__Problem details__. All lines from the one containing "filename apps/toolbox/src/state.rs" down to the one containing "pub fn use_app_state()", both ends included, are to be given again exactly; omit the rest of the listing below.

───

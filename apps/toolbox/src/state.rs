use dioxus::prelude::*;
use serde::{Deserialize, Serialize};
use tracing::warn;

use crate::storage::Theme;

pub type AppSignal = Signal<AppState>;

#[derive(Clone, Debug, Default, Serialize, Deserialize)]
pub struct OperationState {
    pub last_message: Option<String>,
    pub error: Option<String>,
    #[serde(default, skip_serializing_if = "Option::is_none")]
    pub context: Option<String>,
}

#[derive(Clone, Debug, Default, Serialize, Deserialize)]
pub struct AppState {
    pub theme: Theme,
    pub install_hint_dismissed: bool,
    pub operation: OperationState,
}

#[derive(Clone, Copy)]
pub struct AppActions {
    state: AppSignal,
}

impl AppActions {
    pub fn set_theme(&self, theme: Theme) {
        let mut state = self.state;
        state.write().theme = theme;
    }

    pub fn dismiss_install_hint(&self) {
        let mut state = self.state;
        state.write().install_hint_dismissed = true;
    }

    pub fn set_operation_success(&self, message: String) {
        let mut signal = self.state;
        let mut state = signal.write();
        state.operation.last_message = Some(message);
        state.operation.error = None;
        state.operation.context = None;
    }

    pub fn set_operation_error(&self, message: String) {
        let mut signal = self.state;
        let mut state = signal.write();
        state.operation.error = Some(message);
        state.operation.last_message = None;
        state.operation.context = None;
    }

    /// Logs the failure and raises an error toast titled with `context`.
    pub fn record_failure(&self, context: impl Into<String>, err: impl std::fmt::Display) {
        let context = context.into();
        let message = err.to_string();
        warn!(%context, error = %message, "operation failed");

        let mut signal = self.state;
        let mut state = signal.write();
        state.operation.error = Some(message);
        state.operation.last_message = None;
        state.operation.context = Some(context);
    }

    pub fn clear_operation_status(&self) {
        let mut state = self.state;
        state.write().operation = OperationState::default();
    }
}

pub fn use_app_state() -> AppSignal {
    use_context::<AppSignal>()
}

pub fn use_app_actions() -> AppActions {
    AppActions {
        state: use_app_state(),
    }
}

───

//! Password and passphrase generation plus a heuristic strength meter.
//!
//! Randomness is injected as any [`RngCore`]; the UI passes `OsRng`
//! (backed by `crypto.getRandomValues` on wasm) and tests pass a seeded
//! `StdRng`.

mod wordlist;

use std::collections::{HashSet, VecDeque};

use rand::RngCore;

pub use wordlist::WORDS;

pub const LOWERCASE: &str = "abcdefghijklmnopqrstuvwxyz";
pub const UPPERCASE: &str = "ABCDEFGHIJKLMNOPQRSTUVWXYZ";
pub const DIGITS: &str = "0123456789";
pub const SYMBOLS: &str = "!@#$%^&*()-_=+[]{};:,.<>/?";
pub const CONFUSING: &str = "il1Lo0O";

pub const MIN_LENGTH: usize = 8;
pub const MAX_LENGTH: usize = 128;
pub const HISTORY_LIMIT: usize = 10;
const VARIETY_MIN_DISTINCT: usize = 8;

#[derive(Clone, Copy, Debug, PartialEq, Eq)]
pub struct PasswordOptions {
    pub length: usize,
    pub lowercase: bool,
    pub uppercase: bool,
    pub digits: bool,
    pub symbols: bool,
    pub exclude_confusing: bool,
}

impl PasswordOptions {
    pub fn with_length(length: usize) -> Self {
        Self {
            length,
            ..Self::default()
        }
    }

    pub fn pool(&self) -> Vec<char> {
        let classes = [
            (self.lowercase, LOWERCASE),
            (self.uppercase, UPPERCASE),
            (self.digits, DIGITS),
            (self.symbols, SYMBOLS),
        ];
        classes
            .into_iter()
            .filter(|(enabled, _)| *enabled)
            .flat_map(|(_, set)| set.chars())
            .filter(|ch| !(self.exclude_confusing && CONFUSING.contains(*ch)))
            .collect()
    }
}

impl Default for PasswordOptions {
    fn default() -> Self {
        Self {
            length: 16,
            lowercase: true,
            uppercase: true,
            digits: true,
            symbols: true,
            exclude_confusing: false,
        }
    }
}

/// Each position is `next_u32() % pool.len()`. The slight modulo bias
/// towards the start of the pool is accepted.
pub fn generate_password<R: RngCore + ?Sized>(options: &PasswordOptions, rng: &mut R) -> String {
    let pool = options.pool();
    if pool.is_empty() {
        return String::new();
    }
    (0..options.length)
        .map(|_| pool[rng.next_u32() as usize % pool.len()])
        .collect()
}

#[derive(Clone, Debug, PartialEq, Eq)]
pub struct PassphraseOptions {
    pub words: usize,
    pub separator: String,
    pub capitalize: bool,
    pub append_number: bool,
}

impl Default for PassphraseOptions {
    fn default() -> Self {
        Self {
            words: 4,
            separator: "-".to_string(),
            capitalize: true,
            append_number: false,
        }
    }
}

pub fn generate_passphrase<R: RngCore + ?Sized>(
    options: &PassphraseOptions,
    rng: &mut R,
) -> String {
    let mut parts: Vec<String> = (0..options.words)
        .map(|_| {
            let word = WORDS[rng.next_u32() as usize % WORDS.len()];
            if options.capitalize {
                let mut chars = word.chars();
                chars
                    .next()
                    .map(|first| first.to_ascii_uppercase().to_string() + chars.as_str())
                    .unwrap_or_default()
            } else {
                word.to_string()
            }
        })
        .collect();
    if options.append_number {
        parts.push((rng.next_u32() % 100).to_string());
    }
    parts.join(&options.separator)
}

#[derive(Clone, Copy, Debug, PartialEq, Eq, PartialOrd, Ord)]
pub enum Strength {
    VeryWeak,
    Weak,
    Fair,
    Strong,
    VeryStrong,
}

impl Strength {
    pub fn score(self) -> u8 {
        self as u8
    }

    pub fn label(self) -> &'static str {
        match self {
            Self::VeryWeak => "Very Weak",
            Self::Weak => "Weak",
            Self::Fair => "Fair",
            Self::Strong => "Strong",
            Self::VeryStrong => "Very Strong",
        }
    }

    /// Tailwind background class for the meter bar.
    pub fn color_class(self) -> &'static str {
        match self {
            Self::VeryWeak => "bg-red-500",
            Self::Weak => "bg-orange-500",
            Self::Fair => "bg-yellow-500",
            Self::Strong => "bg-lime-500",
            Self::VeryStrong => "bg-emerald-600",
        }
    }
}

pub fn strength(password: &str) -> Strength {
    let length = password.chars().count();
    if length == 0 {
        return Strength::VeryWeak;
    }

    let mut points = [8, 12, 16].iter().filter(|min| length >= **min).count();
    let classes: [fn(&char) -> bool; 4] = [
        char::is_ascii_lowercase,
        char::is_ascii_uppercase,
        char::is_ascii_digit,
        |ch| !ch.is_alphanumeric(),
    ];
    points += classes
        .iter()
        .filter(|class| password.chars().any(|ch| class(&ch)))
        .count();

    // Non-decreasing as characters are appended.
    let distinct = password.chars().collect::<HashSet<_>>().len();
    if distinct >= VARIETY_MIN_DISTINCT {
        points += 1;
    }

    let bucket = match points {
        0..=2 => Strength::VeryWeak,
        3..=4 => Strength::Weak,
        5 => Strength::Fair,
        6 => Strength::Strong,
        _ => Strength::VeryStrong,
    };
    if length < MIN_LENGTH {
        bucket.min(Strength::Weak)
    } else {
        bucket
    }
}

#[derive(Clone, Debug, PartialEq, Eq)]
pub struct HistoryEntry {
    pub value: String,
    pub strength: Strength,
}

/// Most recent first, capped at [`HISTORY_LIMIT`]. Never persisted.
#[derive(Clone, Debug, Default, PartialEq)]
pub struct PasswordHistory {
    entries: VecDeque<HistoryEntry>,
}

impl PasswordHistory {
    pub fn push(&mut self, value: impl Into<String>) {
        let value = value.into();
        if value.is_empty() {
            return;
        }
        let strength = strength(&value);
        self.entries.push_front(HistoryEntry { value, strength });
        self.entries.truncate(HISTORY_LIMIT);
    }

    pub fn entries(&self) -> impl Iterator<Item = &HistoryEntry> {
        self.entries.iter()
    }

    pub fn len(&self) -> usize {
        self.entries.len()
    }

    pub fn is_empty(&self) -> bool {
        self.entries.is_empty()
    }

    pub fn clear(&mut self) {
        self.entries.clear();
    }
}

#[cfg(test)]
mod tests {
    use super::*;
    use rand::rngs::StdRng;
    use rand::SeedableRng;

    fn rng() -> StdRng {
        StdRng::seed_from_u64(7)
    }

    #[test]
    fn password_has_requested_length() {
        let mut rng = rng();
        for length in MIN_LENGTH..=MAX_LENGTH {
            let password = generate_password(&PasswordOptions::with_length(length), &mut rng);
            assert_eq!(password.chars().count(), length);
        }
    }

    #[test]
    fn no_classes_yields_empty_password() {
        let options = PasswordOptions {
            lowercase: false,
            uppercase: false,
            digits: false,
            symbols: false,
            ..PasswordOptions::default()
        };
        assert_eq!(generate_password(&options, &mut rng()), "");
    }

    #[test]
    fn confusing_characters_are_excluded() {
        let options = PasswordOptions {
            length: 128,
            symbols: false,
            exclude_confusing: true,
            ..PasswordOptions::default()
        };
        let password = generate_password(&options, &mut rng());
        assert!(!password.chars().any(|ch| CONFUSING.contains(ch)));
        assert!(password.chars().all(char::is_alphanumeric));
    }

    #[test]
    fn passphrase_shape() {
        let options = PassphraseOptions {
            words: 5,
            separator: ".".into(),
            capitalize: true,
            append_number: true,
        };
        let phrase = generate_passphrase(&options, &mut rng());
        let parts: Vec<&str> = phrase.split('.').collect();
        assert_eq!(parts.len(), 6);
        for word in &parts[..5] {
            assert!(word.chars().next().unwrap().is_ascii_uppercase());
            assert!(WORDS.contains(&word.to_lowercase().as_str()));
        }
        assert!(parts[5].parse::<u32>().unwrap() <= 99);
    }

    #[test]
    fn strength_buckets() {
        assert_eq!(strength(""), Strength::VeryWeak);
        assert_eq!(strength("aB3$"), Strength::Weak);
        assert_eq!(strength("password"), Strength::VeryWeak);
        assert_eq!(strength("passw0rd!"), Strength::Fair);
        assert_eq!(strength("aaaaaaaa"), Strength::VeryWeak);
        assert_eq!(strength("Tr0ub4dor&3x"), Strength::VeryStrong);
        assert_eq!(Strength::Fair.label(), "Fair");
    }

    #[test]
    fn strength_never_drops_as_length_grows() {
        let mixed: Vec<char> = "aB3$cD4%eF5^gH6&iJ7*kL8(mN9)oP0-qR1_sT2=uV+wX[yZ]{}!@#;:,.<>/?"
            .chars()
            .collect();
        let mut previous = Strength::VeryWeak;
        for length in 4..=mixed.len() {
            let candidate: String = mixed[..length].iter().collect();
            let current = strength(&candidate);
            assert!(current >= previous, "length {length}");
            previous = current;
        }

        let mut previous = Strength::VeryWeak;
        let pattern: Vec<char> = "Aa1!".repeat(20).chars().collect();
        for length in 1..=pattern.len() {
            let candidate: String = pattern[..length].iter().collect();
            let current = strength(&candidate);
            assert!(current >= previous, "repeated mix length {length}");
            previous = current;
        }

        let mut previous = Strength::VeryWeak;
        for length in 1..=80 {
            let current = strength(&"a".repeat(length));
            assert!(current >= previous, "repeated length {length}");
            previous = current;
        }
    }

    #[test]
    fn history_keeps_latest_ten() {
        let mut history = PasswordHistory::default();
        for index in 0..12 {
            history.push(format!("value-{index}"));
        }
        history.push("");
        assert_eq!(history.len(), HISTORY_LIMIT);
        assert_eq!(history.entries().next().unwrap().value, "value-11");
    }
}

───

__Written answer__.
filename apps/toolbox/src/state.rs
use dioxus::prelude::*;
use serde::{Deserialize, Serialize};
use tracing::warn;

use crate::storage::Theme;

pub type AppSignal = Signal<AppState>;

#[derive(Clone, Debug, Default, Serialize, Deserialize)]
pub struct OperationState {
    pub last_message: Option<String>,
    pub error: Option<String>,
    #[serde(default, skip_serializing_if = "Option::is_none")]
    pub context: Option<String>,
}

#[derive(Clone, Debug, Default, Serialize, Deserialize)]
pub struct AppState {
    pub theme: Theme,
    pub install_hint_dismissed: bool,
    pub operation: OperationState,
}

#[derive(Clone, Copy)]
pub struct AppActions {
    state: AppSignal,
}

impl AppActions {
    pub fn set_theme(&self, theme: Theme) {
        let mut state = self.state;
        state.write().theme = theme;
    }

    pub fn dismiss_install_hint(&self) {
        let mut state = self.state;
        state.write().install_hint_dismissed = true;
    }

    pub fn set_operation_success(&self, message: String) {
        let mut signal = self.state;
        let mut state = signal.write();
        state.operation.last_message = Some(message);
        state.operation.error = None;
        state.operation.context = None;
    }

    pub fn set_operation_error(&self, message: String) {
        let mut signal = self.state;
        let mut state = signal.write();
        state.operation.error = Some(message);
        state.operation.last_message = None;
        state.operation.context = None;
    }

    /// Logs the failure and raises an error toast titled with `context`.
    pub fn record_failure(&self, context: impl Into<String>, err: impl std::fmt::Display) {
        let context = context.into();
        let message = err.to_string();
        warn!(%context, error = %message, "operation failed");

        let mut signal = self.state;
        let mut state = signal.write();
        state.operation.error = Some(message);
        state.operation.last_message = None;
        state.operation.context = Some(context);
    }

    pub fn clear_operation_status(&self) {
        let mut state = self.state;
        state.write().operation = OperationState::default();
    }
}

pub fn use_app_state() -> AppSignal {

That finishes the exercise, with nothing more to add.